Resumo da notícia:
PF mira grupo suspeito de crimes financeiros, incluindo uso de criptomoedas para lavagem de dinheiro e evasão de divisas.
Segunda fase da Operação Narco Azimut aconteceu em SP e SC para cumprir 26 mandados de busca e apreensão e de prisão temporária.
Justiça também determinou sequestro de bens e valores dos investigados até o limite de R$ 934 milhões.
A Polícia Federal (PF) deflagrou nesta quinta-feira (26) a segunda fase da Operação Narco Azimut contra um grupo suspeito de lavagem de dinheiro e outros crimes financeiros, incluindo o uso de criptomoedas.
Segundo a PF, a ação é um desdobramento de apurações anteriores, especialmente das operações Narco Bet e Narco Azimut, que identificaram a atuação de um grupo na movimentação de recursos, por meio de dinheiro em espécie, de transferências bancárias e de criptomoedas, no Brasil e no exterior.

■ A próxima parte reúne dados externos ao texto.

//! Defines [`Value`], the data type templates are rendered against, and
//! [`Context`], the string-keyed map that a single template render sees.

use std::collections::BTreeMap;
use std::fmt;

/// A template value. Page kinds convert their typed context structs into an
/// [`Value::Object`] whose keys are the names templates refer to.
#[derive(Clone, Debug, PartialEq)]
pub enum Value {
    Nil,
    Bool(bool),
    Int(i64),
    String(String),
    Array(Vec<Value>),
    Object(Context),
}

impl Value {
    /// Whether a `{{#if}}` block over this value renders its body. Absent
    /// values, `false`, `0`, empty strings and empty lists are falsy.
    pub fn is_truthy(&self) -> bool {
        match self {
            Value::Nil => false,
            Value::Bool(b) => *b,
            Value::Int(i) => *i != 0,
            Value::String(s) => !s.is_empty(),
            Value::Array(items) => !items.is_empty(),
            Value::Object(_) => true,
        }
    }
}

impl fmt::Display for Value {
    /// The text substituted for an interpolation. Lists join their elements
    /// with `,`; nil, `false` and objects render as nothing.
    fn fmt(&self, f: &mut fmt::Formatter) -> fmt::Result {
        match self {
            Value::Nil | Value::Bool(false) | Value::Object(_) => Ok(()),
            Value::Bool(true) => f.write_str("true"),
            Value::Int(i) => i.fmt(f),
            Value::String(s) => f.write_str(s),
            Value::Array(items) => {
                for (i, item) in items.iter().enumerate() {
                    if i > 0 {
                        f.write_str(",")?;
                    }
                    item.fmt(f)?;
                }
                Ok(())
            }
        }
    }
}

impl From<bool> for Value {
    fn from(b: bool) -> Value {
        Value::Bool(b)
    }
}

impl From<i64> for Value {
    fn from(i: i64) -> Value {
        Value::Int(i)
    }
}

impl From<usize> for Value {
    fn from(i: usize) -> Value {
        Value::Int(i as i64)
    }
}

impl From<String> for Value {
    fn from(s: String) -> Value {
        Value::String(s)
    }
}

impl From<&str> for Value {
    fn from(s: &str) -> Value {
        Value::String(s.to_owned())
    }
}

impl From<&String> for Value {
    fn from(s: &String) -> Value {
        Value::String(s.clone())
    }
}

impl<T: Into<Value>> From<Option<T>> for Value {
    fn from(opt: Option<T>) -> Value {
        match opt {
            Some(v) => v.into(),
            None => Value::Nil,
        }
    }
}

impl<T: Into<Value>> From<Vec<T>> for Value {
    fn from(items: Vec<T>) -> Value {
        Value::Array(items.into_iter().map(Into::into).collect())
    }
}

impl From<Context> for Value {
    fn from(ctx: Context) -> Value {
        Value::Object(ctx)
    }
}

/// The key-value data available to one template render. Keys are kept in a
/// [`BTreeMap`] so debug output and iteration are deterministic.
#[derive(Clone, Debug, Default, PartialEq)]
pub struct Context(BTreeMap<String, Value>);

impl Context {
    pub fn new() -> Context {
        Context::default()
    }

    /// Inserts `value` under `key`, replacing any previous value.
    pub fn insert<K: Into<String>, V: Into<Value>>(&mut self, key: K, value: V) -> &mut Self {
        self.0.insert(key.into(), value.into());
        self
    }

    /// Builder-style [`Context::insert`].
    pub fn with<K: Into<String>, V: Into<Value>>(mut self, key: K, value: V) -> Self {
        self.insert(key, value);
        self
    }

    pub fn get(&self, key: &str) -> Option<&Value> {
        self.0.get(key)
    }

    /// Copies every entry of `other` over the entries of `self`.
    pub fn extend(&mut self, other: Context) -> &mut Self {
        self.0.extend(other.0);
        self
    }

    pub fn keys(&self) -> impl Iterator<Item = &str> {
        self.0.keys().map(String::as_str)
    }

    pub fn len(&self) -> usize {
        self.0.len()
    }

    pub fn is_empty(&self) -> bool {
        self.0.is_empty()
    }
}

impl<K: Into<String>, V: Into<Value>> FromIterator<(K, V)> for Context {
    fn from_iter<I: IntoIterator<Item = (K, V)>>(iter: I) -> Context {
        let mut ctx = Context::new();
        for (k, v) in iter {
            ctx.insert(k, v);
        }
        ctx
    }
}

#[cfg(test)]
mod test {
    use super::*;

    #[test]
    fn test_truthiness() {
        assert!(!Value::Nil.is_truthy());
        assert!(!Value::from("").is_truthy());
        assert!(Value::from("true").is_truthy());
        assert!(!Value::from(0i64).is_truthy());
        assert!(Value::from(3usize).is_truthy());
        assert!(!Value::Array(Vec::new()).is_truthy());
        assert!(Value::from(vec!["a"]).is_truthy());
        assert!(Value::Object(Context::new()).is_truthy());
    }

    #[test]
    fn test_display() {
        assert_eq!(Value::from(vec!["a", "b"]).to_string(), "a,b");
        assert_eq!(Value::from(12usize).to_string(), "12");
        assert_eq!(Value::from(false).to_string(), "");
        assert_eq!(Value::from(true).to_string(), "true");
        assert_eq!(Value::Nil.to_string(), "");
    }

    #[test]
    fn test_extend_overrides() {
        let mut base = Context::new().with("a", 1i64).with("b", "x");
        base.extend(Context::new().with("b", "y"));
        assert_eq!(base.get("a"), Some(&Value::Int(1)));
        assert_eq!(base.get("b"), Some(&Value::from("y")));
        assert_eq!(base.len(), 2);
    }
}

A ação, que contou com mais de 50 agentes federais, havia prendido, pelo menos, sete pessoas dos 26 mandados de busca e apreensão e de prisão temporária, expedidos pela 5ª Vara Federal em Santos (SP), em endereços localizados nos municípios paulistas de Ilhabela e Taboão da Serra, além do município catarinense de Balneário Camboriú.
A Justiça também determinou o sequestro de bens e valores dos investigados até o limite de R$ 934 milhões, além da imposição de restrições societárias, incluindo a proibição de movimentação empresarial e de transferência de bens vinculados às atividades ilícitas.
As diligências apontam que os envolvidos utilizavam empresas e terceiros para estruturar a circulação de valores ilícitos, com a realização de operações financeiras de alto valor e de movimentações com criptoativos, informou a PF em nota.
Os envolvidos poderão responder pelos crimes de associação criminosa, de lavagem de dinheiro e de evasão de divisas.
A primeira fase da Operação Narco Azimut aconteceu no final de janeiro, ocasião em que a PF informou que o grupo havia usado criptomoedas na lavagem de R$ 15,4 milhões.
No caso da Narco Bet, a operação foi deflagrada em outubro, quando a PF prendeu o influencer Bruno Silva, o Buzeira, suspeito de integrar um esquema de lavagem de dinheiro vinculado ao tráfico internacional de drogas, através de criptomoedas e bets, conforme noticiou o Cointelegraph Brasil.